Expression of basic fibroblast growth factor and its receptor by smooth muscle cells and endothelium in injured rat arteries. An en face study

Abstract

Release of endogenous basic fibroblast growth factor (bFGF) has been shown to initiate smooth muscle cell (SMC) proliferation following balloon catheter denudation in rat arteries. The mechanisms that contribute to the continued replication of the cells that subsequently form the neointima are not well understood. We have examined expression of bFGF and fibroblast growth factor receptor 1 (FGFR-1) in luminal SMCs as well as endothelium at various times after injury, which allowed us to study both replicating as well as quiescent cells.
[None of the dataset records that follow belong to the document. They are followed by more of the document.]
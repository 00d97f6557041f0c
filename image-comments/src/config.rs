//! Comments client configuration loaded via OrthoConfig.
//!
//! Values come from CLI flags, `IMAGE_COMMENTS_*` environment variables, or
//! a configuration file, in OrthoConfig's usual precedence order.

use std::time::Duration;

use ortho_config::OrthoConfig;
use serde::Deserialize;
use thiserror::Error;
use url::Url;
use uuid::Uuid;

use crate::outbound::comments_api::comments_url;
use crate::presentation::DEFAULT_LOCALE;

const DEFAULT_BASE_URL: &str = "https://ile-api.essentialdeveloper.com/essential-feed";

/// Errors raised while turning settings into client inputs.
#[derive(Debug, Clone, PartialEq, Eq, Error)]
pub enum SettingsError {
    /// The configured base URL is not an absolute URL.
    #[error("invalid comments base URL '{value}': {message}")]
    InvalidBaseUrl {
        /// Raw configured value.
        value: String,
        /// Parser failure detail.
        message: String,
    },
    /// No image identifier was configured.
    #[error("an image id is required to load comments")]
    MissingImageId,
    /// The configured image identifier is not a UUID.
    #[error("invalid image id '{value}': expected a UUID")]
    InvalidImageId {
        /// Raw configured value.
        value: String,
    },
}

/// Settings for the comments client.
#[derive(Debug, Clone, Deserialize, OrthoConfig)]
#[ortho_config(prefix = "IMAGE_COMMENTS")]
pub struct ImageCommentsSettings {
    /// Comments API base URL.
    pub base_url: Option<String>,
    /// Identifier of the image whose comments are loaded.
    pub image_id: Option<String>,
    /// Request timeout in seconds.
    #[ortho_config(default = 10)]
    pub timeout_seconds: u64,
    /// Locale used to resolve presentation copy.
    pub locale: Option<String>,
}

impl ImageCommentsSettings {
    /// Return the configured base URL, falling back to the default service.
    ///
    /// # Errors
    ///
    /// Returns [`SettingsError::InvalidBaseUrl`] when the value does not
    /// parse as an absolute URL, does not use `http` or `https`, or cannot
    /// carry path segments.
    pub fn base_url(&self) -> Result<Url, SettingsError> {
        let raw = self.base_url.as_deref().unwrap_or(DEFAULT_BASE_URL);
        let invalid = |message: String| SettingsError::InvalidBaseUrl {
            value: raw.to_owned(),
            message,
        };
        let url = Url::parse(raw).map_err(|error| invalid(error.to_string()))?;
        if !matches!(url.scheme(), "http" | "https") {
            return Err(invalid(format!("unsupported scheme '{}'", url.scheme())));
        }
        if url.cannot_be_a_base() {
            return Err(invalid("URL cannot carry path segments".to_owned()));
        }
        Ok(url)
    }

    /// Return the configured image identifier.
    ///
    /// # Errors
    ///
    /// Returns [`SettingsError::MissingImageId`] when unset and
    /// [`SettingsError::InvalidImageId`] when not a UUID.
    pub fn image_id(&self) -> Result<Uuid, SettingsError> {
        let raw = self
            .image_id
            .as_deref()
            .ok_or(SettingsError::MissingImageId)?;
        Uuid::parse_str(raw.trim()).map_err(|_| SettingsError::InvalidImageId {
            value: raw.to_owned(),
        })
    }

    /// Return the comments endpoint for the configured image.
    ///
    /// # Errors
    ///
    /// Propagates base URL and image id validation failures.
    pub fn comments_url(&self) -> Result<Url, SettingsError> {
        Ok(comments_url(&self.base_url()?, self.image_id()?))
    }

    /// Return the request timeout, never shorter than one second.
    pub fn timeout(&self) -> Duration {
        Duration::from_secs(self.timeout_seconds.max(1))
    }

    /// Return the configured locale, falling back to the default locale.
    pub fn locale(&self) -> &str {
        self.locale.as_deref().unwrap_or(DEFAULT_LOCALE)
    }
}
Using in situ hybridization on en face preparations, we were able to detect mRNA in luminal cells that was not observed by analysis of artery cross sections. We demonstrate that mRNA for bFGF was found in replicating SMCs and endothelial cells. bFGF mRNA was not detectable in either cell type at quiescence despite nuclear staining for bFGF. Expression of FGFR-1 mRNA was observed in replicating endothelial and SMCs at similar times after injury. These data provide evidence that in injured arteries the ligand/receptor system of bFGF and FGFR-1 may be involved in the continued proliferative response of SMCs leading to neointima formation. Furthermore, our results suggest a role for bFGF in reestablishing the endothelial lining in denuded vessels.